Aku yang terdiam, hanya bisa melihatmu memasukkan tas ke dalam bagasi mobil itu, setelah selesai dengan semuanya, kamu datang mengampiriku, memelukku, dan berucap, “Pacarnya mau pergi liburan dulu ya?” aku memelukmu sangat erat waktu itu, seakan kita tidak akan pernah bisa bertemu kembali, kemudian aku memegang erat tangan kananmu, tak ada rasa ingin untuk melepasnya, kamu kemudian menggenggam kedua tanganku dan berkata, “Udah, nggak apa-apa, nanti kalo aku udah sampe, aku kabarin.” Setelah mendengar ucapanmu, aku perlahan bisa melepaskan genggamanku.

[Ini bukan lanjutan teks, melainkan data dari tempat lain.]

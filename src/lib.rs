pub mod config;
pub mod error;
pub mod filter;
pub mod models;
pub mod routes;
pub mod services;
pub mod state;
pub mod validation;
impl OrderLifecycleManager {
    /// Create a manager over the given exchange and notifier
    pub fn new(
        exchange: Arc<dyn ExchangeClient>,
        notifier: Arc<dyn Notifier>,
        config: ManagerConfig,
    ) -> Self {
        Self {
            exchange,
            notifier,
            config,
            store: PendingOrderStore::new(),
            stats: LifecycleStats::default(),
        }
    }

    /// Create a manager with default configuration and no notifications
    pub fn with_exchange(exchange: Arc<dyn ExchangeClient>) -> Self {
        Self::new(exchange, Arc::new(NoopNotifier), ManagerConfig::default())
    }

    pub fn config(&self) -> &ManagerConfig {
        &self.config
    }

    /// Place a limit order and start tracking it
    ///
    /// Returns `None` if nothing was tracked; the reason is logged.
    pub async fn create_pending_order(
        &mut self,
        params: OrderParams,
        current_bar: u64,
        max_wait_bars: Option<u64>,
        contract: &ContractInfo,
    ) -> Option<PendingOrder> {
        self.try_create_pending_order(params, current_bar, max_wait_bars, contract)
            .await
            .ok()
    }

    /// Place a limit order and start tracking it, reporting why on failure
    ///
    /// The limit price is rounded to the contract precision before
    /// submission. On any error the store is left unchanged. No retry is
    /// attempted.
    pub async fn try_create_pending_order(
        &mut self,
        params: OrderParams,
        current_bar: u64,
        max_wait_bars: Option<u64>,
        contract: &ContractInfo,
    ) -> Result<PendingOrder, PlacementError> {
        let result = self
            .place(&params, current_bar, max_wait_bars, contract)
            .await;

        match &result {
            Ok(order) => {
                self.stats.placed += 1;
                telemetry::increment(CounterMetric::OrdersPlaced);
                self.update_pending_gauge();
                tracing::info!(
                    order_id = %order.order_id,
                    symbol = %order.symbol,
                    strategy = %order.strategy,
                    direction = %order.direction,
                    limit_price = %order.limit_price,
                    quantity = %order.quantity,
                    created_bar = order.created_bar,
                    max_wait_bars = order.max_wait_bars,
                    "Limit order placed"
                );
            }
            Err(e) => {
                self.stats.placement_failures += 1;
                telemetry::increment(CounterMetric::PlacementFailures);
                tracing::error!(
                    symbol = %params.symbol,
                    strategy = %params.strategy,
                    direction = %params.direction,
                    limit_price = %params.limit_price,
                    quantity = %params.quantity,
                    current_bar,
                    error = %e,
                    "Limit order placement failed"
                );
            }
        }

        result
    }

    async fn place(
        &mut self,
        params: &OrderParams,
        current_bar: u64,
        max_wait_bars: Option<u64>,
        contract: &ContractInfo,
    ) -> Result<PendingOrder, PlacementError> {
        let quantity = contract.round_quantity(params.quantity);
        if quantity <= Decimal::ZERO {
            return Err(PlacementError::InvalidOrder(format!(
                "quantity must be positive at {} decimals, got {}",
                contract.quantity_precision, params.quantity
            )));
        }
        let limit_price = contract.round_price(params.limit_price);
        if limit_price <= Decimal::ZERO {
            return Err(PlacementError::InvalidOrder(format!(
                "limit price must be positive, got {}",
                params.limit_price
            )));
        }

        let request = OrderRequest {
            symbol: params.symbol.clone(),
            side: params.direction.order_side(),
            position_side: params.direction.position_side(),
            order_type: OrderType::Limit,
            price: limit_price,
            quantity,
            time_in_force: TimeInForce::Gtc,
            client_order_id: Uuid::new_v4(),
        };

        let started = Instant::now();
        let response = AssertUnwindSafe(self.exchange.place_order(&request))
            .catch_unwind()
            .await
            .map_err(|panic| PlacementError::Unexpected(panic_message(&*panic)))??;
        telemetry::record_latency(LatencyMetric::OrderPlacement, started.elapsed());

        let order_id = match response.order_id.as_deref().filter(|id| !id.is_empty()) {
            Some(id) => id.to_string(),
            None => {
                tracing::error!(
                    client_order_id = %request.client_order_id,
                    response = ?response,
                    "Exchange acknowledged placement without an order id"
                );
                return Err(PlacementError::MissingOrderId);
            }
        };

        let order = PendingOrder {
            order_id,
            client_order_id: request.client_order_id,
            symbol: params.symbol.clone(),
            strategy: params.strategy.clone(),
            direction: params.direction,
            limit_price,
            quantity,
            stop_loss: params.stop_loss,
            take_profit: params.take_profit,
            signal_data: params.signal_data.clone(),
            created_bar: current_bar,
            max_wait_bars: max_wait_bars.unwrap_or(self.config.default_max_wait_bars),
            bars_waited: 0,
            created_at: Utc::now(),
        };

        if let Err(existing) = self.store.insert(order.clone()) {
            // the second order is live but untracked; take it off the book
            cancel_on_exchange(self.exchange.as_ref(), &order.symbol, &order.order_id).await;
            return Err(PlacementError::DuplicateOrderId(existing.order_id));
        }

        Ok(order)
    }

    /// Run one poll/reconcile cycle for `current_bar`
    ///
    /// Every tracked order is visited once: orders past their wait allowance
    /// are cancelled and dropped without a status query; the rest are queried
    /// and dropped on a terminal status. Returns the fills confirmed this
    /// cycle, in no particular order.
    pub async fn check_pending_orders(&mut self, current_bar: u64) -> Vec<FillSignal> {
        if self.store.is_empty() {
            return Vec::new();
        }
        let started = Instant::now();

        let mut timed_out = Vec::new();
        let mut to_query = Vec::new();
        for order in self.store.iter_mut() {
            order.update_bars_waited(current_bar);
            if order.is_timed_out() {
                timed_out.push(order.clone());
            } else {
                to_query.push((order.symbol.clone(), order.order_id.clone()));
            }
        }

        for order in timed_out {
            self.time_out(order).await;
        }

        let exchange = self.exchange.as_ref();
        let reports: Vec<(String, Caught<Result<OrderReport, ExchangeError>>)> =
            stream::iter(to_query)
                .map(|(symbol, order_id)| async move {
                    let outcome = AssertUnwindSafe(exchange.get_order(&symbol, &order_id))
                        .catch_unwind()
                        .await;
                    (order_id, outcome)
                })
                .buffer_unordered(self.config.poll_concurrency.max(1))
                .collect()
                .await;

        let mut signals = Vec::new();
        for (order_id, outcome) in reports {
            match outcome {
                Ok(Ok(report)) => {
                    if let Some(signal) = self.apply_report(&order_id, report) {
                        signals.push(signal);
                    }
                }
                Ok(Err(e)) => self.record_poll_error(&order_id, &e.to_string(), e.is_transient()),
                Err(panic) => self.record_poll_error(&order_id, &panic_message(&*panic), false),
            }
        }

        self.update_pending_gauge();
        telemetry::record_latency(LatencyMetric::PollCycle, started.elapsed());
        tracing::debug!(
            current_bar,
            fills = signals.len(),
            pending = self.store.len(),
            "Poll cycle complete"
        );

        signals
    }

    /// Drop an order that waited too long; the local decision is final
    async fn time_out(&mut self, order: PendingOrder) {
        let reason = format!("Timeout after {} bars", order.bars_waited);
        guard_notifier(&order.order_id, || {
            self.notifier.notify_limit_order_cancelled(
                &order.strategy,
                &order.symbol,
                order.direction,
                order.limit_price,
                &reason,
            )
        });

        let cancelled =
            cancel_on_exchange(self.exchange.as_ref(), &order.symbol, &order.order_id).await;
        self.store.remove(&order.order_id);
        self.record_resolution(Resolution::TimedOut);

        tracing::info!(
            order_id = %order.order_id,
            symbol = %order.symbol,
            strategy = %order.strategy,
            bars_waited = order.bars_waited,
            max_wait_bars = order.max_wait_bars,
            cancelled,
            "Limit order timed out"
        );
    }

    fn apply_report(&mut self, order_id: &str, report: OrderReport) -> Option<FillSignal> {
        match report.status {
            OrderStatus::Filled => {
                let order = self.store.remove(order_id)?;
                let signal = order.to_fill_signal(&report, Utc::now());
                guard_notifier(order_id, || {
                    self.notifier.notify_limit_order_filled(
                        &order.strategy,
                        &order.symbol,
                        order.direction,
                        signal.entry_price,
                        signal.quantity,
                        order.bars_waited,
                    )
                });
                self.record_resolution(Resolution::Filled);

                tracing::info!(
                    order_id,
                    symbol = %order.symbol,
                    strategy = %order.strategy,
                    direction = %order.direction,
                    entry_price = %signal.entry_price,
                    quantity = %signal.quantity,
                    bars_waited = order.bars_waited,
                    "Limit order filled"
                );
                Some(signal)
            }
            ref status if status.is_closed_without_fill() => {
                let order = self.store.remove(order_id)?;
                self.record_resolution(Resolution::ClosedByExchange);

                tracing::info!(
                    order_id,
                    symbol = %order.symbol,
                    strategy = %order.strategy,
                    %status,
                    "Limit order closed by exchange"
                );
                None
            }
            ref status => {
                tracing::debug!(order_id, %status, "Limit order still open");
                None
            }
        }
    }

    fn record_poll_error(&mut self, order_id: &str, error: &str, transient: bool) {
        self.stats.poll_errors += 1;
        telemetry::increment(CounterMetric::PollErrors);

        let symbol = self.store.get(order_id).map(|o| o.symbol.as_str()).unwrap_or("");
        if transient {
            tracing::warn!(order_id, symbol, error, "Order status check failed, retrying next bar");
        } else {
            tracing::error!(order_id, symbol, error, "Order status check failed, order kept");
        }
    }

    /// Best-effort cancel of an order on the exchange
    ///
    /// Does not touch the store. An "already filled or cancelled" response is
    /// logged as benign; every failure yields `false`.
    pub async fn cancel_order(&self, symbol: &str, order_id: &str) -> bool {
        cancel_on_exchange(self.exchange.as_ref(), symbol, order_id).await
    }

    /// Cancel one tracked order and stop tracking it
    ///
    /// The order is dropped whatever the exchange answers. Returns whether the
    /// cancel call itself succeeded, or `false` if the order is not tracked.
    pub async fn cancel_pending_order(&mut self, order_id: &str) -> bool {
        let Some(order) = self.store.get(order_id).cloned() else {
            tracing::warn!(order_id, "Cancel requested for untracked order");
            return false;
        };

        guard_notifier(order_id, || {
            self.notifier.notify_limit_order_cancelled(
                &order.strategy,
                &order.symbol,
                order.direction,
                order.limit_price,
                "Cancelled by caller",
            )
        });
        let cancelled =
            cancel_on_exchange(self.exchange.as_ref(), &order.symbol, &order.order_id).await;
        self.store.remove(order_id);
        self.record_resolution(Resolution::Cancelled);
        self.update_pending_gauge();

        cancelled
    }

    /// Cancel every tracked order and empty the store
    ///
    /// Intended as a shutdown hook. The store is emptied even if every cancel
    /// fails. Returns the number of cancel calls that succeeded.
    pub async fn cancel_all_pending_orders(&mut self) -> usize {
        if self.store.is_empty() {
            return 0;
        }

        let orders = self.store.snapshot();
        let exchange = self.exchange.as_ref();
        let cancelled = stream::iter(orders.iter())
            .map(|order| cancel_on_exchange(exchange, &order.symbol, &order.order_id))
            .buffer_unordered(self.config.cancel_concurrency.max(1))
            .filter(|ok| future::ready(*ok))
            .count()
            .await;

        let dropped = self.store.clear();
        self.stats.cancelled += dropped as u64;
        telemetry::increment_by(CounterMetric::OrdersCancelled, dropped as u64);
        self.update_pending_gauge();

        tracing::warn!(
            total = dropped,
            cancelled,
            failed = dropped - cancelled,
            "Cancelled all pending orders"
        );
        cancelled
    }

    /// Number of tracked orders
    pub fn get_pending_count(&self) -> usize {
        self.store.len()
    }

    /// Tracked orders placed by `strategy`
    pub fn get_pending_orders_for_strategy(&self, strategy: &str) -> Vec<PendingOrder> {
        self.store.by_strategy(strategy).cloned().collect()
    }

    /// Look up a tracked order
    pub fn get_pending_order(&self, order_id: &str) -> Option<&PendingOrder> {
        self.store.get(order_id)
    }

    pub fn stats(&self) -> &LifecycleStats {
        &self.stats
    }

    /// Check exchange connectivity
    pub async fn is_exchange_connected(&self) -> bool {
        match self.exchange.ping().await {
            Ok(()) => true,
            Err(e) => {
                tracing::warn!(error = %e, "Exchange connectivity check failed");
                false
            }
        }
    }

    fn record_resolution(&mut self, resolution: Resolution) {
        self.stats.record_resolution(resolution);
        let metric = match resolution {
            Resolution::Filled => CounterMetric::OrdersFilled,
            Resolution::ClosedByExchange => CounterMetric::OrdersClosedByExchange,
            Resolution::TimedOut => CounterMetric::OrdersTimedOut,
            Resolution::Cancelled => CounterMetric::OrdersCancelled,
        };
        telemetry::increment(metric);
    }

    fn update_pending_gauge(&self) {
        telemetry::set_gauge(GaugeMetric::PendingOrders, self.store.len() as f64);
    }
}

Aku hanya bisa memandangimu ketika kamu pergi ingin masuk ke dalam mobil itu. Sebelum kau benar-benar masuk ke dalam mobil. Kamu tersenyum dan berkata kepadaku. “Dadah, sampai ketemu lagi ya.” Senyum itu, senyum yang tidak bisa hilang dari ingatanku. Dan tak kusangka akan menjadi senyum terakhir yang kau berikan kepadaku.
—
Malam ini, hanya tersisa satu tegukan terakhir dari kuah mie instan ayam bawang kesukaanmu, hujan pun masih turun dengan derasnya yang menghasilkan bunyi di atas atap kamarku. Tak hanya itu, sudah tak kuat aku menahannya ia ikut turun dari kedua mataku membanjiri pipi ini, sejak kejadian itu membuatku marah pada diriku sendiri, seandainya aku bisa lebih tegas waktu itu, mungkin kamu masih bisa terselamatkan dan tetap bisa berada di sisiku.
Hal itu juga membuatku menghindari hujan, menjauhi mie instan, dan menjauhi warkop kesukaan kita, karena ketika memikirkan ketiga hal itu, selalu membuka ingatan akan dirimu, temanku selalu mengingatkan ku untuk bisa bangkit dari masalah ini, memang mudah untuk diucapkan, tapi sangat sulit bagiku untuk melakukannya. Tapi malam ini perlahan aku sudah bisa kembali menyantap mie instan, perlahan sudah bisa menemukan lagi ketenangan yang dihasilkan hujan, meskipun masih terngiang akan dirimu.
Semangkuk mie instan sudah kuhabiskan tak tersisa, ku masih mencoba mengusap-usap air mata yang tak kunjung berhenti, dan hujan pun, perlahan-lahan mulai mereda bersamaan dengan masalah yang kupikul, mengubah suasana dan diriku menjadi lebih damai, serta aku bisa damai, untuk melepaskan kepergianmu.
Sekali lagi benar katamu, Mie instan kuah, rasa ayam bawang, dimakan menggunakan sumpit, memanglah yang terbaik.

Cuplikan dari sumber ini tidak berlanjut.